Ripening occurs when chemical reactions inside the fruit lead to a gradual loss of water and increase in sugar. Though the peel’s color and texture may also change predictably as a fruit ripens, they’re not reliable indicators for the precise inner contents of the fruit. Ghasempour found that sub-terahertz electromagnetic waves, a type of wireless signal, could be used to accurately measure a fruit’s water and sugar content. These invisible waves are highly sensitive to water and sugar concentration and are similar to those that carry Wi-Fi and 5G but have slightly higher frequencies. Because current technology hardly uses these frequencies, there is greater range, or bandwidth, available for AgriTera to use. This wider bandwidth allows AgriTera to capture a wealth of information at high speeds.

Photo: Sameer A. Khan h’21, Fotobuddy / Princeton University

In AgriTera, sub-terahertz waves are transmitted into the fruit and bounce off the inner pulp. Different frequencies are absorbed to varying degrees based on the water and sugar concentration, and a receiver measures the power of the reflected signals, which are used to determine ripeness. They used avocados, green apples, and persimmons in the experiment.

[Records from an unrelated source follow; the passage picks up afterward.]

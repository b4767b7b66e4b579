// Copyright 2020 - developers of the `tlgram` project.
//
// Licensed under the Apache License, Version 2.0 <LICENSE-APACHE or
// https://www.apache.org/licenses/LICENSE-2.0> or the MIT license
// <LICENSE-MIT or https://opensource.org/licenses/MIT>, at your
// option. This file may not be copied, modified, or distributed
// except according to those terms.
use crate::types::dialog::message_id_date;
use crate::types::{Chat, ChatMap, Dialog, IterBuffer};
use crate::Client;
use tlgram_mtsender::InvocationError;
use tlgram_tl_types as tl;

const MAX_LIMIT: usize = 100;

pub type DialogIter<'a> = IterBuffer<'a, tl::functions::messages::GetDialogs, Dialog>;

impl<'a> DialogIter<'a> {
    fn new(client: &'a mut Client) -> Self {
        Self::from_request(
            client,
            tl::functions::messages::GetDialogs {
                exclude_pinned: false,
                folder_id: None,
                offset_date: 0,
                offset_id: 0,
                offset_peer: tl::enums::InputPeer::Empty,
                limit: 0,
                hash: 0,
            },
        )
    }

    /// Determines how many dialogs there are in total.
    ///
    /// This only performs a network call if `next` has not been called before.
    pub async fn total(&mut self) -> Result<usize, InvocationError> {
        if let Some(total) = self.total {
            return Ok(total);
        }

        use tl::enums::messages::Dialogs;

        self.request.limit = 1;
        let total = match self.client.invoke(&self.request).await? {
            Dialogs::Dialogs(dialogs) => dialogs.dialogs.len(),
            Dialogs::Slice(dialogs) => dialogs.count as usize,
            Dialogs::NotModified(dialogs) => dialogs.count as usize,
        };
        self.total = Some(total);
        Ok(total)
    }

    /// Return the next `Dialog` from the internal buffer, filling the buffer previously if it's
    /// empty.
    ///
    /// Returns `None` if the `limit` is reached or there are no dialogs left.
    pub async fn next(&mut self) -> Result<Option<Dialog>, InvocationError> {
        if let Some(item) = self.next_raw() {
            return Ok(item);
        }

        use tl::enums::messages::Dialogs;

        self.request.limit = self.determine_limit(MAX_LIMIT);
        let (dialogs, mut messages, users, chats) = match self.client.invoke(&self.request).await?
        {
            Dialogs::Dialogs(d) => {
                self.last_chunk = true;
                self.total = Some(d.dialogs.len());
                (d.dialogs, d.messages, d.users, d.chats)
            }
            Dialogs::Slice(d) => {
                self.last_chunk = d.dialogs.len() < self.request.limit as usize;
                self.total = Some(d.count as usize);
                (d.dialogs, d.messages, d.users, d.chats)
            }
            Dialogs::NotModified(_) => {
                panic!("API returned Dialogs::NotModified even though hash = 0")
            }
        };

        let chats = ChatMap::new(users, chats);
        let mut new_dialogs = Vec::with_capacity(dialogs.len());
        for dialog in dialogs {
            if let tl::enums::Dialog::Dialog(tl::types::Dialog {
                peer: tl::enums::Peer::Channel(channel),
                pts: Some(pts),
                ..
            }) = &dialog
            {
                self.client
                    .message_box
                    .try_set_channel_state(channel.channel_id, *pts);
            }
            new_dialogs.push(Dialog::new(dialog, &mut messages, &chats));
        }
        self.buffer.extend(new_dialogs);

        // Don't bother updating offsets if this is the last time stuff has to be fetched.
        if !self.last_chunk && !self.buffer.is_empty() {
            self.request.exclude_pinned = true;
            if let Some(last_message) = self
                .buffer
                .iter()
                .rev()
                .find_map(|dialog| dialog.last_message.as_ref())
            {
                let (id, date) = message_id_date(last_message);
                self.request.offset_date = date;
                self.request.offset_id = id;
            }
            self.request.offset_peer = self.buffer[self.buffer.len() - 1].chat().pack().to_input_peer();
        }

        Ok(self.pop_item())
    }
}

/// Method implementations related to open conversations.
impl Client {
    /// Returns a new iterator over the dialogs.
    ///
    /// While iterating, the update state for any broadcast channel or megagroup will be set if
    /// it was unknown before. When the update state is set for these chats, the library can
    /// actively check to make sure it's not missing any updates from them (as long as the queue
    /// limit for updates is larger than zero).
    ///
    /// # Examples
    ///
    /// ```
    /// # async fn f(mut client: tlgram_client::Client) -> Result<(), Box<dyn std::error::Error>> {
    /// let mut dialogs = client.iter_dialogs();
    ///
    /// while let Some(dialog) = dialogs.next().await? {
    ///     let chat = dialog.chat();
    ///     println!("{:?} ({})", chat.name(), chat.id());
    /// }
    /// # Ok(())
    /// # }
    /// ```
    pub fn iter_dialogs(&mut self) -> DialogIter<'_> {
        DialogIter::new(self)
    }

    /// Deletes a dialog, effectively removing it from your list of open conversations.
    ///
    /// The dialog is only deleted for yourself.
    ///
    /// Deleting a dialog effectively clears the message history and "kicks" you from it.
    ///
    /// For groups and channels, this is the same as leaving said chat. This method does **not**
    /// delete the chat itself (the chat still exists and the other members will remain inside).
    pub async fn delete_dialog(&mut self, chat: &Chat) -> Result<(), InvocationError> {
        let packed = chat.pack();
        if let Some(channel) = packed.try_to_input_channel() {
            self.invoke(&tl::functions::channels::LeaveChannel { channel })
                .await
                .map(drop)
        } else if let Some(chat_id) = packed.try_to_chat_id() {
            // TODO handle PEER_ID_INVALID and ignore it (happens when trying to delete deactivated chats)
            self.invoke(&tl::functions::messages::DeleteChatUser {
                chat_id,
                user_id: tl::enums::InputUser::UserSelf,
                revoke_history: false,
            })
            .await
            .map(drop)
        } else {
            self.invoke(&tl::functions::messages::DeleteHistory {
                just_clear: false,
                revoke: false,
                peer: packed.to_input_peer(),
                max_id: 0,
            })
            .await
            .map(drop)
        }
    }

    /// Mark a chat as read.
    pub async fn mark_as_read(&mut self, chat: &Chat) -> Result<(), InvocationError> {
        let packed = chat.pack();
        if let Some(channel) = packed.try_to_input_channel() {
            self.invoke(&tl::functions::channels::ReadHistory { channel, max_id: 0 })
                .await
                .map(drop)
        } else {
            self.invoke(&tl::functions::messages::ReadHistory {
                peer: packed.to_input_peer(),
                max_id: 0,
            })
            .await
            .map(drop)
        }
    }

    /// Clears all pending mentions from a chat, marking them as read.
    pub async fn clear_mentions(&mut self, chat: &Chat) -> Result<(), InvocationError> {
        self.invoke(&tl::functions::messages::ReadMentions {
            peer: chat.pack().to_input_peer(),
        })
        .await
        .map(drop)
    }
}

Ghasempour and her group are currently researching how to upgrade AgriTera so that large quantities of fruit, like those that stream down conveyer belts at large distribution centers, can be analyzed simultaneously. They’re also thinking about how to give consumers access to the technology. Experts predict that sometime around the start of the next decade, the 5G networks many smartphones currently use will be replaced by 6G, which will incorporate sub-terahertz waves. Using AgriTera could be as easy as snapping a picture of a fruit in the produce aisle.

“You click a button, it sends a wireless signal, and there’s an app interface that tells you, ‘This is the amount of dry matter in the fruit,’” Ghasempour says of the idea. She notes that this mobile version could benefit people with diabetes and other dietary restrictions by allowing consumers to see the exact sugar content of produce and decide in real time what best meets their needs.

Her study, which won Best Paper at the 2023 International Conference on Mobile Computing and Networking, generated excitement across the world of agriculture. One exciting application for the technology is in the wine industry, where precise data on the ripeness of grapes, and the sugar content of the wines they become, could be used to consistently maintain taste and quality. Ghasempour is optimistic that AgriTera and its ability to reduce food waste worldwide are ripe with potential.

“There is a need for a technology like this,” she says, “and our study can definitely be expanded.”